Editorial

Un mercado que espera a cada perfil de inversor

La evolución de la coyuntura económica mundial y la irrupción de nuevos e inquietantes factores geopolíticos –es el caso del reciente conflicto entre Rusia y Ucrania– dibujan un escenario de inversión dotado de una amplia y heterogénea gama de niveles de riesgo. Tras un largo invierno de crisis financiera, durante el cual las opciones más conservadoras han ganado terreno de forma exponencial, los ahorradores se encuentran ante un panorama complejo que hace especialmente necesario sopesar con cuidado las distintas modalidades de inversión que ofrece el mercado. Los principios a tener en cuenta a la hora de optar por uno u otro producto siguen siendo los mismos: el horizonte temporal de la inversión, las posibilidades de diversificación y la mayor o menor aversión al riesgo.

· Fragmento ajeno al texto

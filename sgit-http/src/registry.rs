//! Named repositories under the server's base path
//!
//! Handles are created lazily on first use and cached for the life of the
//! registry. The lock only guards the map; operations on a repository are
//! not serialized, so concurrent pushes to one name race and the last import
//! wins.

use sgit_core::{CONTROL_DIR, Repository, RepositoryError};
use std::collections::HashMap;
use std::fs;
use std::path::{Path, PathBuf};
use std::sync::Arc;
use tokio::sync::RwLock;

/// Repository registry for multi-repository mode
pub struct RepositoryRegistry {
    base_path: PathBuf,
    repositories: RwLock<HashMap<String, Arc<Repository>>>,
}

impl RepositoryRegistry {
    /// Create a registry rooted at `base_path` (no I/O)
    pub fn new(base_path: impl Into<PathBuf>) -> Self {
        Self {
            base_path: base_path.into(),
            repositories: RwLock::new(HashMap::new()),
        }
    }

    pub fn base_path(&self) -> &Path {
        &self.base_path
    }

    /// Get a cached handle without touching disk
    pub async fn get(&self, name: &str) -> Option<Arc<Repository>> {
        self.repositories.read().await.get(name).cloned()
    }

    /// Get the repository called `name`, creating and initializing it on disk
    /// if needed
    pub async fn get_or_create(&self, name: &str) -> Result<Arc<Repository>, RepositoryError> {
        if let Some(repo) = self.get(name).await {
            return Ok(repo);
        }

        let mut repositories = self.repositories.write().await;
        if let Some(repo) = repositories.get(name) {
            return Ok(repo.clone());
        }

        let path = self.base_path.join(name);
        fs::create_dir_all(&path)?;
        let repo = Repository::open(path);
        if repo.init()? {
            tracing::info!("Initialized repository: {}", name);
        }

        let repo = Arc::new(repo);
        repositories.insert(name.to_string(), repo.clone());
        Ok(repo)
    }

    /// Names of cached handles
    pub async fn cached(&self) -> Vec<String> {
        let mut names: Vec<String> = self.repositories.read().await.keys().cloned().collect();
        names.sort();
        names
    }

    /// Every child of the base path that has a control directory, sorted
    ///
    /// This is a directory scan, so a repository is listed as soon as its
    /// control directory exists, whether or not it has commits.
    pub fn list_on_disk(&self) -> std::io::Result<Vec<String>> {
        let mut names = Vec::new();
        if !self.base_path.is_dir() {
            return Ok(names);
        }
        for entry in fs::read_dir(&self.base_path)? {
            let entry = entry?;
            if !entry.file_type()?.is_dir() {
                continue;
            }
            if entry.path().join(CONTROL_DIR).is_dir() {
                names.push(entry.file_name().to_string_lossy().into_owned());
            }
        }
        names.sort();
        Ok(names)
    }
}

/// Check that a path segment can name a directory under the base path
pub fn validate_repo_name(name: &str) -> Result<(), String> {
    if name.is_empty() {
        return Err("Repository name is required".to_string());
    }
    if name.starts_with('.') {
        return Err(format!("Invalid repository name '{}'", name));
    }
    if !name
        .chars()
        .all(|c| c.is_ascii_alphanumeric() || matches!(c, '-' | '_' | '.'))
    {
        return Err(format!("Invalid repository name '{}'", name));
    }
    Ok(())
}

#[cfg(test)]
mod tests {
    use super::*;
    use tempfile::TempDir;

    #[tokio::test]
    async fn test_get_or_create_caches_handle() {
        let tmp = TempDir::new().unwrap();
        let registry = RepositoryRegistry::new(tmp.path());
        assert!(registry.get("demo").await.is_none());

        let first = registry.get_or_create("demo").await.unwrap();
        let second = registry.get_or_create("demo").await.unwrap();
        assert!(Arc::ptr_eq(&first, &second));
        assert!(tmp.path().join("demo/.sgit").is_dir());
        assert_eq!(registry.cached().await, vec!["demo"]);
    }

    #[test]
    fn test_list_on_disk_requires_control_dir() {
        let tmp = TempDir::new().unwrap();
        fs::create_dir_all(tmp.path().join("b/.sgit")).unwrap();
        fs::create_dir_all(tmp.path().join("a/.sgit")).unwrap();
        fs::create_dir_all(tmp.path().join("plain-dir")).unwrap();
        fs::write(tmp.path().join("file.txt"), "x").unwrap();

        let registry = RepositoryRegistry::new(tmp.path());
        assert_eq!(registry.list_on_disk().unwrap(), vec!["a", "b"]);
    }

    #[test]
    fn test_list_on_missing_base_path() {
        let tmp = TempDir::new().unwrap();
        let registry = RepositoryRegistry::new(tmp.path().join("missing"));
        assert!(registry.list_on_disk().unwrap().is_empty());
    }

    #[test]
    fn test_validate_repo_name() {
        assert!(validate_repo_name("my-project_2.0").is_ok());
        assert!(validate_repo_name("").is_err());
        assert!(validate_repo_name("..").is_err());
        assert!(validate_repo_name(".hidden").is_err());
        assert!(validate_repo_name("a%2Fb").is_err());
        assert!(validate_repo_name("spaces here").is_err());
    }
}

La cuestión es saber elegir entre la variada y sofisticada oferta de productos que pueden encontrarse en el mercado.

El escalón más conservador continúa estando ocupado por los depósitos bancarios, que ya no ofrecen las altas rentabilidades de los últimos años –tras la intervención del Banco de España para acabar con la guerra de productos entre entidades–, pero que siguen contando con dos grandes atractivos: la certeza de obtener una rentabilidad determinada al final del plazo y la protección del Fondo de Garantía de Depósitos hasta 100.000 euros en caso de quiebra de la entidad. La crisis financiera en Europa y el proceso de reestructuración bancaria que ello ha traído consigo han convertido esta última garantía en un gancho atractivo para aquellos inversores que buscan estabilidad y tranquilidad por encima de altas rentabilidades. Los seguros de ahorro –que garantizan el capital invertido y ofrecen rentabilidades ligeramente más altas que los depósitos– y los fondos garantizados constituyen otras opciones adecuadas para el ahorrador conservador.

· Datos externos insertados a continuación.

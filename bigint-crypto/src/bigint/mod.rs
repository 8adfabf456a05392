//! # BigInt Module
//!
//! Provides the [`BigInt`] struct, an arbitrary-precision signed integer
//! over a base-10 digit vector, together with its arithmetic and radix
//! conversions.

pub mod arithmetic;
pub mod convert;
pub mod encoding_table;

use std::cmp::Ordering;

use serde::{Deserialize, Serialize};

/// A single decimal digit, always in `0..=9`.
pub type Digit = u8;

/// Arbitrary-precision signed integer.
///
/// Digits are stored least-significant first. Invariants:
/// - no trailing zero at the most-significant end, except the value zero
///   which is stored as exactly one `0` digit;
/// - zero always carries a positive sign;
/// - every digit is in `0..=9`.
///
/// `BigInt` is an immutable value: every operation produces a new value
/// and no instance ever aliases another's digit storage.
#[derive(Debug, Clone, PartialEq, Eq, Hash, Serialize, Deserialize)]
pub struct BigInt {
    digits: Vec<Digit>,
    positive: bool,
}

impl BigInt {
    pub fn zero() -> Self {
        BigInt {
            digits: vec![0],
            positive: true,
        }
    }

    pub fn one() -> Self {
        BigInt {
            digits: vec![1],
            positive: true,
        }
    }

    /// Builds a value from a prevalidated least-significant-first digit
    /// buffer, trimming high zeros and fixing the sign of zero.
    pub(crate) fn from_digits(digits: Vec<Digit>, positive: bool) -> Self {
        let mut number = BigInt { digits, positive };
        number.normalize();
        number
    }

    fn normalize(&mut self) {
        while self.digits.len() > 1 && self.digits.last() == Some(&0) {
            self.digits.pop();
        }
        if self.digits.is_empty() {
            self.digits.push(0);
        }
        if self.digits.len() == 1 && self.digits[0] == 0 {
            self.positive = true;
        }
    }

    pub fn is_zero(&self) -> bool {
        self.digits.len() == 1 && self.digits[0] == 0
    }

    /// Zero counts as positive.
    pub fn is_positive(&self) -> bool {
        self.positive
    }

    pub fn is_negative(&self) -> bool {
        !self.positive
    }

    pub fn is_even(&self) -> bool {
        self.digits[0] % 2 == 0
    }

    pub fn is_odd(&self) -> bool {
        self.digits[0] % 2 == 1
    }

    /// Number of decimal digits in the magnitude.
    #[allow(clippy::len_without_is_empty)]
    pub fn len(&self) -> usize {
        self.digits.len()
    }

    /// Digit at 1-based position `pos`, counted from the most significant
    /// digit. `pos` must be in `1..=len()`.
    pub fn digit_at(&self, pos: usize) -> Digit {
        self.digits[self.digits.len() - pos]
    }

    pub fn abs(&self) -> BigInt {
        BigInt {
            digits: self.digits.clone(),
            positive: true,
        }
    }

    /// Value as `i64`, or `None` when the magnitude does not fit.
    pub fn to_i64(&self) -> Option<i64> {
        // Accumulate on the negative side, which is one wider than the
        // positive side.
        let mut result: i64 = 0;
        for &digit in self.digits.iter().rev() {
            result = result.checked_mul(10)?.checked_sub(digit as i64)?;
        }
        if self.positive {
            result.checked_neg()
        } else {
            Some(result)
        }
    }
}

impl From<i64> for BigInt {
    fn from(number: i64) -> Self {
        let positive = number >= 0;
        let mut magnitude = number.unsigned_abs();
        if magnitude == 0 {
            return BigInt::zero();
        }
        let mut digits = Vec::new();
        while magnitude != 0 {
            digits.push((magnitude % 10) as Digit);
            magnitude /= 10;
        }
        BigInt { digits, positive }
    }
}

impl From<i32> for BigInt {
    fn from(number: i32) -> Self {
        BigInt::from(number as i64)
    }
}

impl From<u32> for BigInt {
    fn from(number: u32) -> Self {
        BigInt::from(number as i64)
    }
}

impl From<u64> for BigInt {
    fn from(number: u64) -> Self {
        if number == 0 {
            return BigInt::zero();
        }
        let mut magnitude = number;
        let mut digits = Vec::new();
        while magnitude != 0 {
            digits.push((magnitude % 10) as Digit);
            magnitude /= 10;
        }
        BigInt {
            digits,
            positive: true,
        }
    }
}

/// Compares two magnitudes: longer wins, equal lengths compare from the
/// most significant digit downward. Both slices must be trimmed.
pub(crate) fn cmp_digits(lhs: &[Digit], rhs: &[Digit]) -> Ordering {
    if lhs.len() != rhs.len() {
        return lhs.len().cmp(&rhs.len());
    }
    for pos in (0..lhs.len()).rev() {
        if lhs[pos] != rhs[pos] {
            return lhs[pos].cmp(&rhs[pos]);
        }
    }
    Ordering::Equal
}

impl Ord for BigInt {
    fn cmp(&self, other: &Self) -> Ordering {
        match (self.positive, other.positive) {
            (true, false) => Ordering::Greater,
            (false, true) => Ordering::Less,
            (true, true) => cmp_digits(&self.digits, &other.digits),
            (false, false) => cmp_digits(&other.digits, &self.digits),
        }
    }
}

impl PartialOrd for BigInt {
    fn partial_cmp(&self, other: &Self) -> Option<Ordering> {
        Some(self.cmp(other))
    }
}

impl Default for BigInt {
    fn default() -> Self {
        BigInt::zero()
    }
}

#[cfg(test)]
mod tests {
    use super::*;
    use std::str::FromStr;

    #[test]
    fn test_from_machine_integers() {
        assert_eq!(BigInt::from(0i64), BigInt::zero());
        assert_eq!(BigInt::from(1i64), BigInt::one());
        assert_eq!(BigInt::from(-1i64).to_i64(), Some(-1));
        assert_eq!(BigInt::from(i64::MAX).to_string(), "9223372036854775807");
        assert_eq!(BigInt::from(i64::MIN).to_string(), "-9223372036854775808");
        assert_eq!(BigInt::from(u64::MAX).to_string(), "18446744073709551615");
    }

    #[test]
    fn test_zero_is_positive() {
        let negative_zero = BigInt::from_str("-0").unwrap();
        assert!(negative_zero.is_positive());
        assert_eq!(negative_zero, BigInt::zero());
    }

    #[test]
    fn test_parity() {
        assert!(BigInt::from(0).is_even());
        assert!(BigInt::from(-7).is_odd());
        assert!(BigInt::from(42).is_even());
    }

    #[test]
    fn test_ordering() {
        let mut values: Vec<BigInt> = [3, -10, 0, 99, -2, 100, -100]
            .iter()
            .map(|&v| BigInt::from(v))
            .collect();
        values.sort();
        let sorted: Vec<i64> = values.iter().map(|v| v.to_i64().unwrap()).collect();
        assert_eq!(sorted, vec![-100, -10, -2, 0, 3, 99, 100]);
    }

    #[test]
    fn test_digit_access() {
        let number = BigInt::from(90210);
        assert_eq!(number.len(), 5);
        assert_eq!(number.digit_at(1), 9);
        assert_eq!(number.digit_at(5), 0);
    }

    #[test]
    fn test_to_i64_overflow() {
        let too_big = BigInt::from_str("10000000000000000000").unwrap();
        assert_eq!(too_big.to_i64(), None);
        assert_eq!(BigInt::from(i64::MAX).to_i64(), Some(i64::MAX));
        assert_eq!(BigInt::from(i64::MIN).to_i64(), Some(i64::MIN));
        assert_eq!(BigInt::from_str("9223372036854775808").unwrap().to_i64(), None);
    }
}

La elevada rentabilidad que ha exhibido la renta fija ha ido moderándose, una vez superados los peores momentos de la tormenta de deuda soberana. La evolución del bono español a diez años –que actualmente se sitúa en el 3,3% frente al 4,7% de hace apenas un año– ejemplifica de forma muy gráfica la difícil coyuntura que ha atravesado la eurozona desde el estallido de la crisis y el modo en que la situación se ha estabilizado. Ello se ha debido a una conjunción de factores que incluye el proceso de normalización financiera que ha vivido la zona euro, el saneamiento y reducción de los desequilibrios fiscales de los estados miembros y la decisiva intervención del Banco Central Europeo en el mercado. Se trata de tres grandes circunstancias que explican la moderación que han experimentado las primas de riesgo de países como España o Italia. El momento dorado de la deuda pública ha pasado, pero todavía resulta una buena elección para aquellos ahorradores que no quieren asumir el riesgo de invertir en renta variable.

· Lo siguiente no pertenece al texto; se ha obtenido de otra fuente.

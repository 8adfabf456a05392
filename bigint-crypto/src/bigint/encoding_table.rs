use lazy_static::lazy_static;
use std::collections::HashMap;

lazy_static! {
    /// A static HashMap mapping a radix-64 digit value (0 to 63) to its
    /// character in the standard Base64 alphabet (A-Z, a-z, 0-9, +, /).
    pub static ref INDEX_TO_BASE64_CHAR_MAP: HashMap<u8, char> = {
        let mut map = HashMap::new();
        let base64_chars: Vec<char> =
            "ABCDEFGHIJKLMNOPQRSTUVWXYZabcdefghijklmnopqrstuvwxyz0123456789+/"
                .chars()
                .collect();

        for (index, &ch) in base64_chars.iter().enumerate() {
            map.insert(index as u8, ch);
        }

        map
    };

    /// A static HashMap mapping a standard Base64 alphabet character back
    /// to its radix-64 digit value (0 to 63).
    pub static ref BASE64_CHAR_TO_INDEX_MAP: HashMap<char, u8> = {
        let mut map = HashMap::new();

        for (&index, &ch) in INDEX_TO_BASE64_CHAR_MAP.iter() {
            map.insert(ch, index);
        }

        map
    };
}

#[cfg(test)]
mod tests {
    use super::*;

    #[test]
    fn test_maps_are_inverse_bijections() {
        assert_eq!(INDEX_TO_BASE64_CHAR_MAP.len(), 64);
        assert_eq!(BASE64_CHAR_TO_INDEX_MAP.len(), 64);
        for index in 0..64u8 {
            let ch = INDEX_TO_BASE64_CHAR_MAP[&index];
            assert_eq!(BASE64_CHAR_TO_INDEX_MAP[&ch], index);
        }
    }

    #[test]
    fn test_alphabet_boundaries() {
        assert_eq!(INDEX_TO_BASE64_CHAR_MAP[&0], 'A');
        assert_eq!(INDEX_TO_BASE64_CHAR_MAP[&25], 'Z');
        assert_eq!(INDEX_TO_BASE64_CHAR_MAP[&26], 'a');
        assert_eq!(INDEX_TO_BASE64_CHAR_MAP[&51], 'z');
        assert_eq!(INDEX_TO_BASE64_CHAR_MAP[&52], '0');
        assert_eq!(INDEX_TO_BASE64_CHAR_MAP[&61], '9');
        assert_eq!(INDEX_TO_BASE64_CHAR_MAP[&62], '+');
        assert_eq!(INDEX_TO_BASE64_CHAR_MAP[&63], '/');
        assert!(!BASE64_CHAR_TO_INDEX_MAP.contains_key(&'='));
    }
}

La Bolsa sigue siendo la opción preferida por los inversores que rastrean el mercado en busca de buenas rentabilidades. La posibilidad de que la Reserva Federal de EE UU suba por primera vez los tipos de interés desde 2008 y el paso adelante hacia la unión bancaria que ha dado Bruselas con la aprobación del fondo de liquidación bancario son algunos de los factores que han incidido en el panorama de los mercados esta última semana.

A ello hay que añadir las expectativas de una mejoría en los resultados empresariales, alimentadas por un horizonte de incipiente crecimiento, pero también los interrogantes que suscita un escenario geopolítico que sigue siendo inseguro, no solo por el conflicto entre Ucrania y Rusia, sino también por la atmósfera de inestabilidad que rodea a las economías emergentes. Todas esas circunstancias hacen de los fondos de renta variable un vehículo interesante para el ahorrador no experimentado que quiera dar el paso de entrar en Bolsa en estos momentos. Sin duda, las opciones de inversión disponibles son lo suficientemente diversas y atractivas como para animar el regreso del dinero a los parqués y facilitar una búsqueda equilibrada y razonable de rentabilidades.